- Native to: Nigeria
- Region: Ondo State
- Native speakers: (14,000 cited 2000)
- Language family: Niger–Congo? Atlantic–CongoVolta–NigeryeaiEdoidNorthwesternOsse RiverEhuẹun; ; ; ; ; ; ;

Language codes
- ISO 639-3: ehu
- Glottolog: ehue1238

= Ehueun language =

Edoid language of Ondo State, Nigeria

Ehuẹun (Ekpimi) is an Edoid language of Ondo State, Nigeria. It is sometimes considered the same language as Ukue.

==Phonology==
Ehuẹun has a rather reduced system, compared to proto-Edoid, of seven vowels; these form two harmonic sets, //i e a o u// and //i ɛ a ɔ u//.
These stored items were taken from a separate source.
//! Incremental framing over a byte stream.
//!
//! Every frame on every link starts with an `i32` length counting the bytes
//! that follow it (code + body). TCP gives no message boundaries, so bytes are
//! accumulated until a whole frame is present; leftovers stay buffered for the
//! next frame.

use bytes::{Buf, Bytes, BytesMut};
use tokio::io::{AsyncRead, AsyncReadExt};

use crate::{Error, Result};

/// Width of the length prefix on every frame.
pub const LENGTH_PREFIX: usize = 4;

/// Largest declared frame length accepted from a connection.
pub const MAX_FRAME_LEN: usize = 16 * 1024 * 1024; // 16 MiB

const INITIAL_CAPACITY: usize = 65536;

/// Check if the buffer starts with a complete frame.
///
/// Returns the total frame size (including the 4-byte length prefix) if
/// complete, or `None` if more data is needed. A declared length above
/// [`MAX_FRAME_LEN`] is rejected as soon as the prefix is buffered.
pub fn frame_size(buf: &[u8]) -> Result<Option<usize>> {
    if buf.len() < LENGTH_PREFIX {
        return Ok(None);
    }
    let len = i32::from_le_bytes([buf[0], buf[1], buf[2], buf[3]]);
    if len < 0 {
        return Err(Error::InvalidLength(len));
    }
    let len = len as usize;
    if len > MAX_FRAME_LEN {
        return Err(Error::FrameTooLarge {
            len,
            max: MAX_FRAME_LEN,
        });
    }
    let total = LENGTH_PREFIX + len;
    Ok((buf.len() >= total).then_some(total))
}

/// Per-connection receive buffer that yields complete frames.
#[derive(Debug)]
pub struct FrameAssembler {
    buf: BytesMut,
}

impl Default for FrameAssembler {
    fn default() -> Self {
        Self::new()
    }
}

impl FrameAssembler {
    pub fn new() -> Self {
        FrameAssembler {
            buf: BytesMut::with_capacity(INITIAL_CAPACITY),
        }
    }

    /// Append raw bytes received from the connection.
    pub fn extend_from_slice(&mut self, data: &[u8]) {
        self.buf.extend_from_slice(data);
    }

    /// Number of bytes buffered but not yet handed out as frames.
    pub fn buffered(&self) -> usize {
        self.buf.len()
    }

    /// Pop the next complete frame, without its length prefix.
    ///
    /// A negative or oversized declared length cannot be resynchronized and
    /// is returned as an error; the buffer is left untouched in that case.
    pub fn next_frame(&mut self) -> Result<Option<Bytes>> {
        match frame_size(&self.buf)? {
            Some(total) => {
                let mut frame = self.buf.split_to(total);
                frame.advance(LENGTH_PREFIX);
                Ok(Some(frame.freeze()))
            }
            None => Ok(None),
        }
    }

    /// Read from `reader` until a complete frame is buffered.
    ///
    /// Returns `Ok(None)` once the peer closes the connection (zero-byte
    /// read). Cancel-safe: bytes already read stay in the buffer.
    pub async fn read_frame<R>(&mut self, reader: &mut R) -> Result<Option<Bytes>>
    where
        R: AsyncRead + Unpin,
    {
        loop {
            if let Some(frame) = self.next_frame()? {
                return Ok(Some(frame));
            }
            let n = reader.read_buf(&mut self.buf).await?;
            if n == 0 {
                return Ok(None);
            }
        }
    }
}
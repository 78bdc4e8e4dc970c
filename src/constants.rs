//! Protocol constants and enumerations.

use std::fmt;

use crate::{Error, Result};

/// Connection types used in the protocol.
#[derive(Debug, Clone, Copy, PartialEq, Eq, Hash)]
pub enum ConnectionType {
    /// Peer to Peer connection
    Peer,
    /// File Transfer connection
    File,
    /// Distributed Network connection
    Distributed,
}

impl ConnectionType {
    pub fn as_str(&self) -> &'static str {
        match self {
            ConnectionType::Peer => "P",
            ConnectionType::File => "F",
            ConnectionType::Distributed => "D",
        }
    }

    pub fn parse(s: &str) -> Result<Self> {
        match s {
            "P" => Ok(ConnectionType::Peer),
            "F" => Ok(ConnectionType::File),
            "D" => Ok(ConnectionType::Distributed),
            _ => Err(Error::InvalidConnectionType(s.to_string())),
        }
    }
}

/// User status codes.
#[derive(Debug, Clone, Copy, PartialEq, Eq, Hash, Default)]
#[repr(i32)]
pub enum UserStatus {
    #[default]
    Offline = 0,
    Away = 1,
    Online = 2,
}

impl TryFrom<i32> for UserStatus {
    type Error = Error;

    fn try_from(value: i32) -> Result<Self> {
        match value {
            0 => Ok(UserStatus::Offline),
            1 => Ok(UserStatus::Away),
            2 => Ok(UserStatus::Online),
            _ => Err(Error::InvalidUserStatus(value)),
        }
    }
}

impl From<UserStatus> for i32 {
    fn from(status: UserStatus) -> Self {
        status as i32
    }
}

/// Login rejection reasons.
#[derive(Debug, Clone, PartialEq, Eq)]
pub enum LoginRejectionReason {
    InvalidUsername,
    EmptyPassword,
    InvalidPassword,
    InvalidVersion,
    ServerFull,
    ServerPrivate,
    Other(String),
}

impl LoginRejectionReason {
    pub fn as_str(&self) -> &str {
        match self {
            LoginRejectionReason::InvalidUsername => "INVALIDUSERNAME",
            LoginRejectionReason::EmptyPassword => "EMPTYPASSWORD",
            LoginRejectionReason::InvalidPassword => "INVALIDPASS",
            LoginRejectionReason::InvalidVersion => "INVALIDVERSION",
            LoginRejectionReason::ServerFull => "SVRFULL",
            LoginRejectionReason::ServerPrivate => "SVRPRIVATE",
            LoginRejectionReason::Other(s) => s,
        }
    }

    pub fn from_string(s: String) -> Self {
        match s.as_str() {
            "INVALIDUSERNAME" => LoginRejectionReason::InvalidUsername,
            "EMPTYPASSWORD" => LoginRejectionReason::EmptyPassword,
            "INVALIDPASS" => LoginRejectionReason::InvalidPassword,
            "INVALIDVERSION" => LoginRejectionReason::InvalidVersion,
            "SVRFULL" => LoginRejectionReason::ServerFull,
            "SVRPRIVATE" => LoginRejectionReason::ServerPrivate,
            _ => LoginRejectionReason::Other(s),
        }
    }
}

impl fmt::Display for LoginRejectionReason {
    fn fmt(&self, f: &mut fmt::Formatter<'_>) -> fmt::Result {
        f.write_str(self.as_str())
    }
}

/// Client version sent in the Login message.
pub const CLIENT_VERSION: i32 = 182;

/// Minor client version sent in the Login message.
pub const CLIENT_MINOR_VERSION: i32 = 157;

/// Default listen port for peers.
pub const DEFAULT_PEER_PORT: u16 = 2234;

/// Default server port.
pub const DEFAULT_SERVER_PORT: u16 = 2242;

/// Default Soulseek server address.
pub const DEFAULT_SERVER_HOST: &str = "server.slsknet.org";

#[cfg(test)]
mod tests {
    use super::*;

    #[test]
    fn test_connection_type_strings() {
        for ct in [
            ConnectionType::Peer,
            ConnectionType::File,
            ConnectionType::Distributed,
        ] {
            assert_eq!(ConnectionType::parse(ct.as_str()).unwrap(), ct);
        }
        assert!(ConnectionType::parse("X").is_err());
    }

    #[test]
    fn test_login_rejection_reason_roundtrip() {
        let reason = LoginRejectionReason::from_string("INVALIDPASS".to_string());
        assert_eq!(reason, LoginRejectionReason::InvalidPassword);
        assert_eq!(reason.to_string(), "INVALIDPASS");
        assert_eq!(
            LoginRejectionReason::from_string("BANNED".to_string()),
            LoginRejectionReason::Other("BANNED".to_string())
        );
    }
}
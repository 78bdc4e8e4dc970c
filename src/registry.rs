//! Token → live peer session map.
//!
//! Bound from the listener's accept tasks and from handshakes, read by the
//! dispatcher. All mutation goes through the methods here.

use std::collections::HashMap;
use std::sync::atomic::{AtomicU64, Ordering};
use std::time::Duration;

use tokio::sync::{Notify, RwLock};
use tracing::debug;

use crate::Token;
use crate::handshake::{HandshakeRecord, HandshakeState};
use crate::session::PeerHandle;

#[derive(Debug, Default)]
pub struct PeerRegistry {
    sessions: RwLock<HashMap<Token, PeerHandle>>,
    bound: Notify,
    handshakes: RwLock<HashMap<Token, HandshakeRecord>>,
    epochs: AtomicU64,
}

impl PeerRegistry {
    pub fn new() -> Self {
        Self::default()
    }

    /// Bind `handle` under its token unless a live session already holds it.
    ///
    /// A dead entry left behind by a closed session is replaced.
    pub async fn bind_if_absent(&self, handle: PeerHandle) -> bool {
        let token = handle.token();
        {
            let mut sessions = self.sessions.write().await;
            if sessions.get(&token).is_some_and(|h| h.is_open()) {
                return false;
            }
            sessions.insert(token, handle);
        }
        debug!(token, "token bound");
        self.bound.notify_waiters();
        true
    }

    /// The live session bound to `token`, if any.
    pub async fn lookup(&self, token: Token) -> Option<PeerHandle> {
        let sessions = self.sessions.read().await;
        sessions.get(&token).filter(|h| h.is_open()).cloned()
    }

    pub async fn is_live(&self, token: Token) -> bool {
        self.lookup(token).await.is_some()
    }

    /// Remove the entry for `token` if it still belongs to session `id`.
    ///
    /// A newer session bound under the same token is left alone.
    ///
    /// An `Established` handshake record for the token goes with it.
    pub async fn remove(&self, token: Token, id: u64) -> bool {
        {
            let mut sessions = self.sessions.write().await;
            if !sessions.get(&token).is_some_and(|h| h.id() == id) {
                return false;
            }
            sessions.remove(&token);
        }
        let mut handshakes = self.handshakes.write().await;
        if handshakes
            .get(&token)
            .is_some_and(|r| r.state == HandshakeState::Established)
        {
            handshakes.remove(&token);
        }
        debug!(token, "token released");
        true
    }

    /// Wait up to `timeout` for `token` to have a live session.
    ///
    /// Returns as soon as any path binds the token.
    pub async fn wait_for(&self, token: Token, timeout: Duration) -> Option<PeerHandle> {
        tokio::time::timeout(timeout, async {
            loop {
                // Register interest before checking so a bind in between
                // is not missed.
                let notified = self.bound.notified();
                if let Some(handle) = self.lookup(token).await {
                    return handle;
                }
                notified.await;
            }
        })
        .await
        .ok()
    }

    /// Start a fresh handshake record for `token`, dropping any earlier one.
    pub(crate) async fn begin_handshake(&self, token: Token) -> u64 {
        let epoch = self.epochs.fetch_add(1, Ordering::SeqCst) + 1;
        self.handshakes.write().await.remove(&token);
        epoch
    }

    pub(crate) async fn record_handshake(&self, token: Token, epoch: u64, state: HandshakeState) {
        self.handshakes
            .write()
            .await
            .insert(token, HandshakeRecord { epoch, state });
    }

    pub(crate) async fn handshake(&self, token: Token) -> Option<HandshakeRecord> {
        self.handshakes.read().await.get(&token).copied()
    }

    /// Close every bound session.
    pub async fn close_all(&self) {
        let sessions = self.sessions.read().await;
        for handle in sessions.values() {
            handle.close();
        }
    }
}
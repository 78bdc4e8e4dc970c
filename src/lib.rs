//! # slsk-client
//!
//! Client core for the SoulSeek peer-to-peer protocol.
//!
//! The codec half (`protocol`, `server`, `peer`, `peer_init`, `shares`,
//! `frame`) encodes and decodes every message this client speaks. The
//! runtime half (`session`, `listen`, `registry`, `handshake`, `client`)
//! keeps one connection to the central server, accepts and dials peer
//! connections, and delivers peer messages once a connection exists.

pub mod config;
pub mod constants;
pub mod error;
pub mod event;
pub mod frame;
pub mod protocol;

pub mod peer;
pub mod peer_init;
pub mod server;
pub mod shares;

pub mod client;
pub mod handshake;
pub mod listen;
pub mod registry;
pub mod session;

/// Correlates a peer connection across the server, the handshake and the
/// registry.
pub type Token = i32;

pub use client::{Client, LoginInfo};
pub use config::ClientConfig;
pub use error::{Error, Result};
pub use event::ClientEvent;
pub use handshake::HandshakeState;
pub use protocol::{MessageRead, MessageWrite, ProtocolRead, ProtocolWrite};
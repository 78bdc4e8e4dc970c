//! Inbound peer connections.
//!
//! Every socket accepted on the listen port opens with one peer-init frame
//! that says who is calling and why. The listener reads that frame, then
//! hands the socket (with anything read past the frame) to a peer session.

use std::net::SocketAddr;
use std::sync::Arc;

use bytes::Bytes;
use tokio::net::{TcpListener, TcpStream};
use tokio::sync::mpsc;
use tokio::task::JoinHandle;
use tracing::{debug, info, warn};

use crate::Token;
use crate::constants::ConnectionType;
use crate::event::ClientEvent;
use crate::frame::FrameAssembler;
use crate::peer_init::PeerInitMessage;
use crate::protocol::decode_frame;
use crate::registry::PeerRegistry;
use crate::session::PeerSession;
use crate::{Error, Result};

/// What an inbound socket announced in its first frame.
#[derive(Debug, Clone, PartialEq, Eq)]
pub enum InboundKind {
    /// Answer to our indirect connection request.
    PierceFirewall { token: Token },
    /// A peer dialing us directly for a P connection.
    Peer { username: String, token: Token },
    /// A file or distributed connection; not handled here.
    Unsupported {
        username: String,
        connection_type: ConnectionType,
        token: Token,
    },
}

/// Classify the first frame of an inbound connection.
pub fn classify(frame: &Bytes) -> Result<InboundKind> {
    match decode_frame::<PeerInitMessage>(frame)? {
        PeerInitMessage::PierceFirewall { token } => Ok(InboundKind::PierceFirewall { token }),
        PeerInitMessage::PeerInit {
            username,
            connection_type: ConnectionType::Peer,
            token,
        } => Ok(InboundKind::Peer { username, token }),
        PeerInitMessage::PeerInit {
            username,
            connection_type,
            token,
        } => Ok(InboundKind::Unsupported {
            username,
            connection_type,
            token,
        }),
        PeerInitMessage::Unknown { code, .. } => Err(Error::UnknownMessageCode(code)),
    }
}

/// The accept loop on our listen port.
#[derive(Debug)]
pub struct ListenSession {
    local_addr: SocketAddr,
    task: JoinHandle<()>,
}

impl ListenSession {
    pub async fn bind(
        host: &str,
        port: u16,
        registry: Arc<PeerRegistry>,
        events: mpsc::UnboundedSender<ClientEvent>,
    ) -> Result<Self> {
        let listener = TcpListener::bind((host, port)).await?;
        Self::spawn(listener, registry, events)
    }

    pub fn spawn(
        listener: TcpListener,
        registry: Arc<PeerRegistry>,
        events: mpsc::UnboundedSender<ClientEvent>,
    ) -> Result<Self> {
        let local_addr = listener.local_addr()?;
        info!(%local_addr, "listening for peers");

        let task = tokio::spawn(async move {
            loop {
                match listener.accept().await {
                    Ok((stream, addr)) => {
                        debug!(%addr, "inbound connection");
                        let registry = registry.clone();
                        let events = events.clone();
                        tokio::spawn(async move {
                            if let Err(e) = accept_peer(stream, addr, registry, events).await {
                                warn!(%addr, error = %e, "inbound connection dropped");
                            }
                        });
                    }
                    Err(e) => {
                        warn!(error = %e, "accept failed");
                    }
                }
            }
        });

        Ok(ListenSession { local_addr, task })
    }

    pub fn local_addr(&self) -> SocketAddr {
        self.local_addr
    }

    pub fn close(&self) {
        self.task.abort();
    }
}

async fn accept_peer(
    mut stream: TcpStream,
    addr: SocketAddr,
    registry: Arc<PeerRegistry>,
    events: mpsc::UnboundedSender<ClientEvent>,
) -> Result<()> {
    let mut assembler = FrameAssembler::new();
    let Some(frame) = assembler.read_frame(&mut stream).await? else {
        debug!(%addr, "closed before sending an init frame");
        return Ok(());
    };

    match classify(&frame)? {
        InboundKind::PierceFirewall { token } => {
            let session = PeerSession::new(stream, token, None, assembler)?;
            if !registry.bind_if_absent(session.handle()).await {
                warn!(%addr, token, "pierce firewall for a token already in use");
                return Ok(());
            }
            info!(%addr, token, "peer pierced firewall");
            let _ = events.send(ClientEvent::InboundPeerConnected {
                token,
                username: None,
                addr,
            });
            session.spawn(registry, events);
        }
        InboundKind::Peer { username, token } => {
            let session = PeerSession::new(stream, token, Some(username.clone()), assembler)?;
            if registry.bind_if_absent(session.handle()).await {
                info!(%addr, token, username = %username, "peer connected");
            } else {
                // Keep serving it, but the existing session keeps the token.
                warn!(%addr, token, username = %username, "token already bound; session left unbound");
            }
            let _ = events.send(ClientEvent::InboundPeerConnected {
                token,
                username: Some(username),
                addr,
            });
            session.spawn(registry, events);
        }
        InboundKind::Unsupported {
            username,
            connection_type,
            token,
        } => {
            debug!(
                %addr,
                token,
                username = %username,
                connection_type = connection_type.as_str(),
                "ignoring unsupported connection type"
            );
        }
    }
    Ok(())
}
//! Connection plumbing shared by the server and peer sessions.
//!
//! Each session splits its socket: the read half is owned by one read loop
//! task, the write half by a writer task fed from an unbounded queue, so any
//! task may send while the loop is blocked in a read.

use std::net::SocketAddr;
use std::sync::Arc;
use std::sync::atomic::{AtomicBool, AtomicU64, Ordering};

use bytes::Bytes;
use tokio::io::{AsyncRead, AsyncWrite, AsyncWriteExt};
use tokio::net::TcpStream;
use tokio::net::tcp::OwnedReadHalf;
use tokio::sync::{Notify, mpsc};
use tokio::task::JoinHandle;
use tracing::{debug, info, warn};

use crate::Token;
use crate::event::ClientEvent;
use crate::frame::FrameAssembler;
use crate::peer::PeerMessage;
use crate::protocol::{MessageRead, MessageWrite, decode_frame};
use crate::registry::PeerRegistry;
use crate::server::{ServerRequest, ServerResponse};
use crate::{Error, Result};

static SESSION_ID: AtomicU64 = AtomicU64::new(1);

fn next_session_id() -> u64 {
    SESSION_ID.fetch_add(1, Ordering::SeqCst)
}

/// Drain a queue of encoded frames into `writer` until the queue closes or a
/// write fails.
fn spawn_writer<W>(mut writer: W, addr: SocketAddr) -> (mpsc::UnboundedSender<Bytes>, JoinHandle<()>)
where
    W: AsyncWrite + Unpin + Send + 'static,
{
    let (tx, mut rx) = mpsc::unbounded_channel::<Bytes>();
    let handle = tokio::spawn(async move {
        while let Some(data) = rx.recv().await {
            if let Err(e) = writer.write_all(&data).await {
                warn!(%addr, error = %e, "write failed");
                break;
            }
            if let Err(e) = writer.flush().await {
                warn!(%addr, error = %e, "flush failed");
                break;
            }
        }
    });
    (tx, handle)
}

/// Read frames until the connection closes, handing each decoded message to
/// `on_frame` in arrival order.
///
/// Decode errors that leave the stream intact (unparseable compressed data,
/// a bad enum value) are handed to `on_frame` and reading continues. Errors
/// that desynchronize the stream end the loop.
pub async fn read_loop<M, R, F>(
    reader: &mut R,
    assembler: &mut FrameAssembler,
    mut on_frame: F,
) -> Result<()>
where
    M: MessageRead,
    R: AsyncRead + Unpin,
    F: FnMut(Result<M>),
{
    while let Some(frame) = assembler.read_frame(reader).await? {
        match decode_frame::<M>(&frame) {
            Ok(msg) => on_frame(Ok(msg)),
            Err(e) if e.is_connection_fatal() => return Err(e),
            Err(e) => on_frame(Err(e)),
        }
    }
    Ok(())
}

/// The single connection to the central server.
#[derive(Debug)]
pub struct ServerSession {
    tx: mpsc::UnboundedSender<Bytes>,
    closed: Arc<AtomicBool>,
    reader: JoinHandle<()>,
    writer: JoinHandle<()>,
}

impl ServerSession {
    /// Connect to the server. Decoded messages are pushed into `inbound`;
    /// the channel closes when the connection does, after the session has
    /// been marked closed.
    pub async fn connect(
        host: &str,
        port: u16,
        inbound: mpsc::UnboundedSender<ServerResponse>,
    ) -> Result<Self> {
        let stream = TcpStream::connect((host, port)).await?;
        Self::spawn(stream, inbound)
    }

    pub fn spawn(stream: TcpStream, inbound: mpsc::UnboundedSender<ServerResponse>) -> Result<Self> {
        stream.set_nodelay(true)?;
        let addr = stream.peer_addr()?;
        let (mut read_half, write_half) = stream.into_split();
        let (tx, writer) = spawn_writer(write_half, addr);
        let writer_abort = writer.abort_handle();
        let closed = Arc::new(AtomicBool::new(false));
        let reader_closed = closed.clone();

        let reader = tokio::spawn(async move {
            let mut assembler = FrameAssembler::new();
            let result = read_loop::<ServerResponse, _, _>(
                &mut read_half,
                &mut assembler,
                |decoded| match decoded {
                    Ok(msg) => {
                        let _ = inbound.send(msg);
                    }
                    Err(e) => warn!(%addr, error = %e, "dropping undecodable server message"),
                },
            )
            .await;
            match result {
                Ok(()) => info!(%addr, "server closed the connection"),
                Err(e) => warn!(%addr, error = %e, "server connection failed"),
            }

            // Sends must fail before anyone hears about the disconnect.
            reader_closed.store(true, Ordering::Release);
            writer_abort.abort();
            drop(inbound);
        });

        info!(%addr, "connected to server");
        Ok(ServerSession {
            tx,
            closed,
            reader,
            writer,
        })
    }

    pub fn send(&self, msg: &ServerRequest) -> Result<()> {
        self.send_frame(msg.to_frame()?)
    }

    pub fn send_frame(&self, frame: Bytes) -> Result<()> {
        if !self.is_open() {
            return Err(Error::ConnectionClosed);
        }
        self.tx.send(frame).map_err(|_| Error::ConnectionClosed)
    }

    pub fn is_open(&self) -> bool {
        !self.closed.load(Ordering::Acquire) && !self.tx.is_closed()
    }

    pub fn close(&self) {
        self.closed.store(true, Ordering::Release);
        self.reader.abort();
        self.writer.abort();
    }
}

/// Cloneable send side of a live peer session.
#[derive(Debug, Clone)]
pub struct PeerHandle {
    id: u64,
    token: Token,
    username: Option<String>,
    addr: SocketAddr,
    tx: mpsc::UnboundedSender<Bytes>,
    closed: Arc<AtomicBool>,
    shutdown: Arc<Notify>,
}

impl PeerHandle {
    pub fn id(&self) -> u64 {
        self.id
    }

    pub fn token(&self) -> Token {
        self.token
    }

    pub fn username(&self) -> Option<&str> {
        self.username.as_deref()
    }

    pub fn addr(&self) -> SocketAddr {
        self.addr
    }

    pub fn is_open(&self) -> bool {
        !self.closed.load(Ordering::Acquire) && !self.tx.is_closed()
    }

    pub fn send(&self, msg: &PeerMessage) -> Result<()> {
        self.send_frame(msg.to_frame()?)
    }

    pub fn send_frame(&self, frame: Bytes) -> Result<()> {
        if !self.is_open() {
            return Err(Error::ConnectionClosed);
        }
        self.tx.send(frame).map_err(|_| Error::ConnectionClosed)
    }

    /// Ask the session to stop. Its read loop ends promptly and the registry
    /// entry is released.
    pub fn close(&self) {
        self.closed.store(true, Ordering::Release);
        self.shutdown.notify_one();
    }
}

/// One peer connection, inbound or outbound, not yet reading.
///
/// Build it, publish its [`PeerHandle`], then [`spawn`](Self::spawn) the read
/// loop. Dropping an unspawned session closes the socket.
#[derive(Debug)]
pub struct PeerSession {
    handle: PeerHandle,
    reader: OwnedReadHalf,
    assembler: FrameAssembler,
    writer: JoinHandle<()>,
}

impl PeerSession {
    /// Wrap an established socket. `assembler` carries any bytes already read
    /// past the init frame.
    pub fn new(
        stream: TcpStream,
        token: Token,
        username: Option<String>,
        assembler: FrameAssembler,
    ) -> Result<Self> {
        stream.set_nodelay(true)?;
        let addr = stream.peer_addr()?;
        let (reader, write_half) = stream.into_split();
        let (tx, writer) = spawn_writer(write_half, addr);
        let handle = PeerHandle {
            id: next_session_id(),
            token,
            username,
            addr,
            tx,
            closed: Arc::new(AtomicBool::new(false)),
            shutdown: Arc::new(Notify::new()),
        };
        Ok(PeerSession {
            handle,
            reader,
            assembler,
            writer,
        })
    }

    pub fn handle(&self) -> PeerHandle {
        self.handle.clone()
    }

    /// Run the read loop. On exit the session's registry entry is removed
    /// and `PeerDisconnected` is emitted.
    pub fn spawn(
        self,
        registry: Arc<PeerRegistry>,
        events: mpsc::UnboundedSender<ClientEvent>,
    ) -> JoinHandle<()> {
        let PeerSession {
            handle,
            mut reader,
            mut assembler,
            writer,
        } = self;

        tokio::spawn(async move {
            let token = handle.token;
            let addr = handle.addr;
            debug!(token, %addr, "peer session started");

            let loop_events = events.clone();
            let result = tokio::select! {
                res = read_loop::<PeerMessage, _, _>(&mut reader, &mut assembler, |decoded| {
                    let event = match decoded {
                        Ok(message) => ClientEvent::Peer { token, message },
                        Err(e) => {
                            warn!(token, %addr, error = %e, "undecodable peer message");
                            ClientEvent::PeerDecodeFailed { token, error: e.to_string() }
                        }
                    };
                    let _ = loop_events.send(event);
                }) => res,
                _ = handle.shutdown.notified() => Ok(()),
            };

            handle.closed.store(true, Ordering::Release);
            writer.abort();
            registry.remove(token, handle.id).await;

            let error = match result {
                Ok(()) => {
                    debug!(token, %addr, "peer session closed");
                    None
                }
                Err(e) => {
                    warn!(token, %addr, error = %e, "peer session failed");
                    Some(e.to_string())
                }
            };
            let _ = events.send(ClientEvent::PeerDisconnected { token, error });
        })
    }
}
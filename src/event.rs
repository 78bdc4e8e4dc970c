//! Events surfaced to the caller of [`Client`](crate::client::Client).

use std::net::SocketAddr;

use crate::Token;
use crate::handshake::HandshakeState;
use crate::peer::PeerMessage;
use crate::server::ServerResponse;

/// Everything the client observes, in per-connection arrival order.
#[derive(Debug, Clone)]
pub enum ClientEvent {
    /// A message decoded from the server connection.
    Server(ServerResponse),

    /// The server connection closed.
    ServerDisconnected,

    /// A message decoded from a peer connection.
    Peer { token: Token, message: PeerMessage },

    /// A single peer message could not be decoded; the connection stays up.
    PeerDecodeFailed { token: Token, error: String },

    /// A session the remote peer initiated, either by dialing our listener
    /// or by asking the server to have us dial it.
    InboundPeerConnected {
        token: Token,
        username: Option<String>,
        addr: SocketAddr,
    },

    /// A peer session ended. `error` is set when it ended on a fault.
    PeerDisconnected { token: Token, error: Option<String> },

    /// A handshake moved to a new state.
    Handshake {
        token: Token,
        username: String,
        state: HandshakeState,
    },
}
The language arguably has no phonemic nasal stops; /[m, n]/ alternate with /[β, l]/, depending on whether the following vowel is oral or nasal. The inventory is:

|  | Bilabial | Labiodental | Alveolar | Palatal | Velar | Labio-velar | Glottal |
|---|---|---|---|---|---|---|---|
| Plosive | b |  | t d |  | k ɡ | k͡p ɡ͡b |  |
| Fricative | ɸ β [m] | f v | s z |  |  |  | h |
| Rhotic |  |  | r̝ r |  |  |  |  |
| Approximant |  | ʋ | l [n] | j |  | w |  |

The two rhotics have been described as voiced and voiceless trills. However, Ladefoged found both to be approximants, with the pair being raised (without being fricatives) but not trills.